Examples of Fredrick Franz Horrible personality.

by Witness 007 89 Replies latest watchtower bible

  • stillajwexelder
    stillajwexelder

    zero people skills

  • Think About It
    Think About It
    ...desperately trying to see visions.

    Like the no blood transfusions doctrine?

    Think About It

  • Zordino
    Zordino

    Franz was a Hermit and a Weirdo, thats for sure.

  • james_woods
    james_woods

    on this: There is no evidence that Fred Franz was gay.

    I can honestly tell you that both Ed and Marion Dunlap suspected that he at least had gay tendencies. They based this on his infamous (in Bethel) "hot-tub boys".

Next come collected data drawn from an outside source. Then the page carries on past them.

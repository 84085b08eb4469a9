//! Loading observation batches from JSON documents and flat CSV exports.

mod document;
mod parser;

use std::fmt;
use std::io::Read;
use std::path::Path;

use tracing::debug;

use crate::observations::ObservationBatch;

#[derive(Debug)]
pub enum ImportError {
    Io(std::io::Error),
    Csv(csv::Error),
    Json(serde_json::Error),
}

impl fmt::Display for ImportError {
    fn fmt(&self, f: &mut fmt::Formatter<'_>) -> fmt::Result {
        match self {
            ImportError::Io(err) => write!(f, "failed to read observations: {}", err),
            ImportError::Csv(err) => write!(f, "invalid observation CSV data: {}", err),
            ImportError::Json(err) => write!(f, "invalid observation JSON document: {}", err),
        }
    }
}

impl std::error::Error for ImportError {
    fn source(&self) -> Option<&(dyn std::error::Error + 'static)> {
        match self {
            ImportError::Io(err) => Some(err),
            ImportError::Csv(err) => Some(err),
            ImportError::Json(err) => Some(err),
        }
    }
}

impl From<std::io::Error> for ImportError {
    fn from(err: std::io::Error) -> Self {
        Self::Io(err)
    }
}

impl From<csv::Error> for ImportError {
    fn from(err: csv::Error) -> Self {
        Self::Csv(err)
    }
}

impl From<serde_json::Error> for ImportError {
    fn from(err: serde_json::Error) -> Self {
        Self::Json(err)
    }
}

/// Input layout of an observation file.
#[derive(Debug, Clone, Copy, PartialEq, Eq)]
pub enum ImportFormat {
    Json,
    Csv,
}

impl ImportFormat {
    /// `.csv` files are CSV, anything else is treated as JSON.
    pub fn from_path(path: &Path) -> Self {
        match path.extension().and_then(|ext| ext.to_str()) {
            Some(ext) if ext.eq_ignore_ascii_case("csv") => Self::Csv,
            _ => Self::Json,
        }
    }
}

pub struct ObservationImporter;

impl ObservationImporter {
    /// Read a file, choosing the format by extension.
    pub fn from_path<P: AsRef<Path>>(path: P) -> Result<ObservationBatch, ImportError> {
        let path = path.as_ref();
        let file = std::fs::File::open(path)?;
        let batch = match ImportFormat::from_path(path) {
            ImportFormat::Csv => Self::from_csv_reader(file)?,
            ImportFormat::Json => Self::from_json_reader(file)?,
        };
        debug!(
            path = %path.display(),
            entries = batch.entries.len(),
            measurements = batch.measurements.len(),
            "imported observations"
        );
        Ok(batch)
    }

    /// `{ "entries": [...], "measurements": [...] }` or a bare array of entries.
    pub fn from_json_reader<R: Read>(reader: R) -> Result<ObservationBatch, ImportError> {
        Ok(document::parse_document(reader)?)
    }

    pub fn from_json_str(raw: &str) -> Result<ObservationBatch, ImportError> {
        Self::from_json_reader(raw.as_bytes())
    }

    /// One observation entry per row; payload columns are `<kind>.<field>`.
    pub fn from_csv_reader<R: Read>(reader: R) -> Result<ObservationBatch, ImportError> {
        Ok(ObservationBatch {
            entries: parser::parse_entries(reader)?,
            measurements: Vec::new(),
        })
    }

    /// Measurement rows: `id, timestamp, kind` plus the columns of that kind.
    pub fn measurements_from_csv_reader<R: Read>(
        reader: R,
    ) -> Result<ObservationBatch, ImportError> {
        Ok(ObservationBatch {
            entries: Vec::new(),
            measurements: parser::parse_measurements(reader)?,
        })
    }

    pub fn measurements_from_path<P: AsRef<Path>>(
        path: P,
    ) -> Result<ObservationBatch, ImportError> {
        let path = path.as_ref();
        let file = std::fs::File::open(path)?;
        match ImportFormat::from_path(path) {
            ImportFormat::Csv => Self::measurements_from_csv_reader(file),
            ImportFormat::Json => Self::from_json_reader(file),
        }
    }
}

    He had a group of about a half dozen "favorite boys" who would go with him into the spa and he was pretty free about telling them even insider GB stuff.

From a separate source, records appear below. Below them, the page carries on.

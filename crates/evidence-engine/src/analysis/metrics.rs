use std::collections::{BTreeMap, BTreeSet};

use serde::Serialize;

use crate::observations::{SelectedEntry, Selection};

pub const DAYS_PER_WEEK: f64 = 7.0;
pub const DAYS_PER_MONTH: f64 = 30.0;
pub const DAYS_PER_YEAR: i64 = 365;

pub const TOTAL_ENTRIES: &str = "total_entries";
pub const EXCLUDED_ENTRIES: &str = "excluded_entries";
pub const MEASUREMENTS: &str = "measurements";
pub const AVERAGE_SEVERITY: &str = "average_severity";
pub const MAX_SEVERITY: &str = "max_severity";
pub const SPAN_DAYS: &str = "span_days";
pub const FLARE_UPS: &str = "flare_ups";
pub const MOST_COMMON_TIME_OF_DAY: &str = "most_common_time_of_day";

/// Metrics every condition with data receives before its own aggregator runs.
pub const GENERIC_METRICS: &[&str] = &[
    TOTAL_ENTRIES,
    EXCLUDED_ENTRIES,
    MEASUREMENTS,
    AVERAGE_SEVERITY,
    MAX_SEVERITY,
    SPAN_DAYS,
    FLARE_UPS,
    MOST_COMMON_TIME_OF_DAY,
];

/// One computed summary value.
///
/// `Unreported` is distinct from zero or `false`: no matched entry answered the
/// underlying question at all.
#[derive(Debug, Clone, PartialEq, Serialize)]
#[serde(untagged)]
pub enum MetricValue {
    Number(f64),
    Count(u32),
    Flag(bool),
    Category(String),
    Unreported,
}

impl MetricValue {
    pub fn as_number(&self) -> Option<f64> {
        match self {
            Self::Number(value) => Some(*value),
            Self::Count(count) => Some(f64::from(*count)),
            _ => None,
        }
    }

    pub const fn is_reported(&self) -> bool {
        !matches!(self, Self::Unreported)
    }

    pub fn display(&self) -> String {
        match self {
            Self::Number(value) => format_number(*value),
            Self::Count(count) => count.to_string(),
            Self::Flag(true) => "yes".to_string(),
            Self::Flag(false) => "no".to_string(),
            Self::Category(value) => value.clone(),
            Self::Unreported => "not reported".to_string(),
        }
    }
}

/// Render a number with at most two decimals and no trailing zeros.
pub fn format_number(value: f64) -> String {
    let rendered = format!("{value:.2}");
    let trimmed = rendered.trim_end_matches('0').trim_end_matches('.');
    if trimmed == "-0" {
        "0".to_string()
    } else {
        trimmed.to_string()
    }
}

/// Named metrics for a single analysis call, ordered by name.
#[derive(Debug, Clone, Default, PartialEq, Serialize)]
#[serde(transparent)]
pub struct MetricsBag(BTreeMap<&'static str, MetricValue>);

impl MetricsBag {
    pub fn insert(&mut self, key: &'static str, value: MetricValue) {
        self.0.insert(key, value);
    }

    pub fn get(&self, key: &str) -> Option<&MetricValue> {
        self.0.get(key)
    }

    pub fn number(&self, key: &str) -> Option<f64> {
        self.get(key).and_then(MetricValue::as_number)
    }

    pub fn contains(&self, key: &str) -> bool {
        self.0.contains_key(key)
    }

    pub fn is_empty(&self) -> bool {
        self.0.is_empty()
    }

    pub fn len(&self) -> usize {
        self.0.len()
    }

    pub fn iter(&self) -> impl Iterator<Item = (&'static str, &MetricValue)> {
        self.0.iter().map(|(key, value)| (*key, value))
    }

    pub fn count(&mut self, key: &'static str, count: usize) {
        self.insert(key, MetricValue::Count(saturating_u32(count)));
    }

    pub fn count_or_unreported(&mut self, key: &'static str, count: Option<usize>) {
        let value = count
            .map(|count| MetricValue::Count(saturating_u32(count)))
            .unwrap_or(MetricValue::Unreported);
        self.insert(key, value);
    }

    pub fn number_or_unreported(&mut self, key: &'static str, value: Option<f64>) {
        let value = value
            .filter(|value| value.is_finite())
            .map(MetricValue::Number)
            .unwrap_or(MetricValue::Unreported);
        self.insert(key, value);
    }

    /// Count of "yes" answers, or `Unreported` when nobody answered.
    pub fn answered_count(&mut self, key: &'static str, tally: Tally) {
        let value = if tally.answered() == 0 {
            MetricValue::Unreported
        } else {
            MetricValue::Count(saturating_u32(tally.yes))
        };
        self.insert(key, value);
    }

    /// Share of "yes" among answered questions, or `Unreported`.
    pub fn answered_share(&mut self, key: &'static str, tally: Tally) {
        self.number_or_unreported(key, tally.share());
    }

    pub fn category(&mut self, key: &'static str, value: Option<&str>) {
        let value = value
            .map(|value| MetricValue::Category(value.to_string()))
            .unwrap_or(MetricValue::Unreported);
        self.insert(key, value);
    }
}

fn saturating_u32(value: usize) -> u32 {
    u32::try_from(value).unwrap_or(u32::MAX)
}

/// Yes/no/unanswered tally of an optional boolean question.
#[derive(Debug, Clone, Copy, Default, PartialEq, Eq)]
pub struct Tally {
    pub yes: usize,
    pub no: usize,
    pub unanswered: usize,
}

impl Tally {
    pub fn from_answers<I>(answers: I) -> Self
    where
        I: IntoIterator<Item = Option<bool>>,
    {
        answers
            .into_iter()
            .fold(Self::default(), |mut tally, answer| {
                match answer {
                    Some(true) => tally.yes += 1,
                    Some(false) => tally.no += 1,
                    None => tally.unanswered += 1,
                }
                tally
            })
    }

    pub const fn answered(&self) -> usize {
        self.yes + self.no
    }

    pub fn share(&self) -> Option<f64> {
        match self.answered() {
            0 => None,
            answered => Some(self.yes as f64 / answered as f64),
        }
    }
}

/// Occurrences per period over the span actually covered by the log.
///
/// A span shorter than one period counts as one period, so a freshly started
/// log is neither inflated nor divided by zero.
pub fn rate_per_period(count: usize, span_days: f64, period_days: f64) -> f64 {
    let periods = span_days.max(period_days) / period_days;
    count as f64 / periods
}

/// Most frequent value; ties resolve to the alphabetically smallest label.
pub fn most_frequent<I>(values: I) -> Option<&'static str>
where
    I: IntoIterator<Item = &'static str>,
{
    let mut counts: BTreeMap<&'static str, usize> = BTreeMap::new();
    for value in values {
        *counts.entry(value).or_default() += 1;
    }

    counts
        .into_iter()
        .fold(None, |best: Option<(&'static str, usize)>, (value, count)| {
            match best {
                Some((_, best_count)) if best_count >= count => best,
                _ => Some((value, count)),
            }
        })
        .map(|(value, _)| value)
}

/// Lower median, deterministic for even-length inputs.
pub fn lower_median(mut values: Vec<f64>) -> Option<f64> {
    values.retain(|value| value.is_finite());
    if values.is_empty() {
        return None;
    }
    values.sort_by(f64::total_cmp);
    Some(values[(values.len() - 1) / 2])
}

pub(crate) fn record_generic(selection: &Selection<'_>, bag: &mut MetricsBag) {
    let entries = &selection.entries;

    bag.count(TOTAL_ENTRIES, entries.len());
    bag.count(EXCLUDED_ENTRIES, selection.excluded_entries);
    bag.count(MEASUREMENTS, selection.measurements.len());
    bag.insert(SPAN_DAYS, MetricValue::Number(selection.span_days()));

    if entries.is_empty() {
        bag.insert(AVERAGE_SEVERITY, MetricValue::Unreported);
        bag.insert(MAX_SEVERITY, MetricValue::Unreported);
    } else {
        let total: u32 = entries.iter().map(|selected| u32::from(selected.severity)).sum();
        let max = entries
            .iter()
            .map(|selected| selected.severity)
            .max()
            .unwrap_or_default();
        bag.insert(
            AVERAGE_SEVERITY,
            MetricValue::Number(f64::from(total) / entries.len() as f64),
        );
        bag.insert(MAX_SEVERITY, MetricValue::Count(u32::from(max)));
    }

    bag.answered_count(
        FLARE_UPS,
        Tally::from_answers(entries.iter().map(|selected| selected.entry.tags.flare_up)),
    );
    bag.category(
        MOST_COMMON_TIME_OF_DAY,
        most_frequent(
            entries
                .iter()
                .filter_map(|selected| selected.entry.tags.time_of_day)
                .map(|time| time.label()),
        ),
    );
}

/// Tally an optional answer across a set of selected entries.
pub(crate) fn tally<'e, 'a: 'e, I, F>(entries: I, answer: F) -> Tally
where
    I: IntoIterator<Item = &'e SelectedEntry<'a>>,
    F: Fn(&SelectedEntry<'a>) -> Option<bool>,
{
    Tally::from_answers(entries.into_iter().map(answer))
}

/// Tally of the rolling window with the most "yes" answers.
///
/// Ties prefer the window with more answers, so the result is `Unreported`
/// only when no entry answered at all.
pub(crate) fn busiest_window<'a, F>(selection: &Selection<'a>, days: i64, answer: F) -> Tally
where
    F: Fn(&SelectedEntry<'a>) -> Option<bool>,
{
    selection
        .rolling_windows(days)
        .map(|window| tally(window, &answer))
        .max_by_key(|tally| (tally.yes, tally.answered()))
        .unwrap_or_default()
}

/// Distinct calendar days with a "yes" answer, or `None` when nobody answered.
pub(crate) fn days_answered_yes<'e, 'a: 'e, I, F>(entries: I, answer: F) -> Option<usize>
where
    I: IntoIterator<Item = &'e SelectedEntry<'a>>,
    F: Fn(&SelectedEntry<'a>) -> Option<bool>,
{
    let mut answered = false;
    let mut days = BTreeSet::new();
    for selected in entries {
        match answer(selected) {
            Some(true) => {
                answered = true;
                days.insert(selected.recorded_at.date());
            }
            Some(false) => answered = true,
            None => {}
        }
    }
    answered.then_some(days.len())
}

    It was an unwritten Bethel rule that nobody should go into the spa when Freddy and the Boys were in there, and you had to be specially selected into this little club. Both the Dunlaps thought it looked pretty gay. I do not think they believed that it was an actual sexual situation, just that it sort of had this appearance. (this was, BTW - the source of much of the Bethel legend about his disdain for the Governing Body arrangement - and how he thought that he should be the single monarch in the manner of Knorr).

    Like others said - not that being gay in itself matters - but, given that this WAS Bethel (where there was a notorious Gay scandal in the late 60s/early 70s), plus the Greenlees/Chitty situations - it is remarkable that he would openly give this appearance.

    Again - like the nutbar 1975 - he just did not give a damn about what other people might think.

    It shows to me that he had a massive ego and just did not care what other people thought.

  • Sic Semper Tyrannis
    Sic Semper Tyrannis

    No, I never served at Bethel. My uncle was a District convention overseer, and so I met him once at Bethel and twice at dinner (one of which was in my own home). I also had dinner with Karl Klein.

    As for all of these 'gay' rumors, I think they are unfair unless someone actually comes up with some proof. I have to guess it is said in response to Franz being a life-long bachelor, but my personal take on the guy is that he had few interests outside the Witnesses. Marriage was implicitly banned for Bethelites from shortly after the time Franz joined (1914) to when Knorr married in 1953. Fred Franz was already into his 60s when the marriage ban was lifted, so it's no surprise he stayed single.

  • Broken Promises
    Broken Promises

    I'm yet to see any evidence that Fred Franz was gay.

    Just because someone "suspects" you of being gay doesn't mean that you are.

  • james_woods
    james_woods

    I have no way of knowing - I am just reporting what I was personally told by the Dunlaps.

  • steve2
    steve2

    I guess in the highly repressed sanctum of Bethel, rumors have the finest soil upon which to flourish. Speculation about sexuality based on "tendencies" is the stuff of gossip magazines.

    My paternal grandfather had an expression, "If the car ain't parked in the garage, it ain't parked in the garage." Ditto Fred: Openly being in a spa with "boys" ain't equivalent to anything other than what ever others "make" of it - that is, provided the man didn't park his car in the garage so to speak .

  • james_woods
    james_woods

    You may be missing my point, Steve2. Which was: Franz had the hubris to openly display slightly questionable conduct in light of the recent gay scandals which swept through Bethel and were quickly covered up.

    I was more interested in the story because it revealed his hubris and ego than about his sexual tendencies.

    After all, it was common knowledge that he confided Governing Body business to this group of bethel spa boys - Ed Dunlap expressed that this was a proven fact.

  • Sapphy
    Sapphy

    Asexual.

    I met him a couple of times, not to talk deeply to, but he didnt give off a gay or straight vibe. He had the air of not being quite 'there'. I don't mean he was slow or anything, quite the opposite, but that his mind was busy elsewhere and that dealing with people was an unfortunate side effect of living in bethel and going to conventions.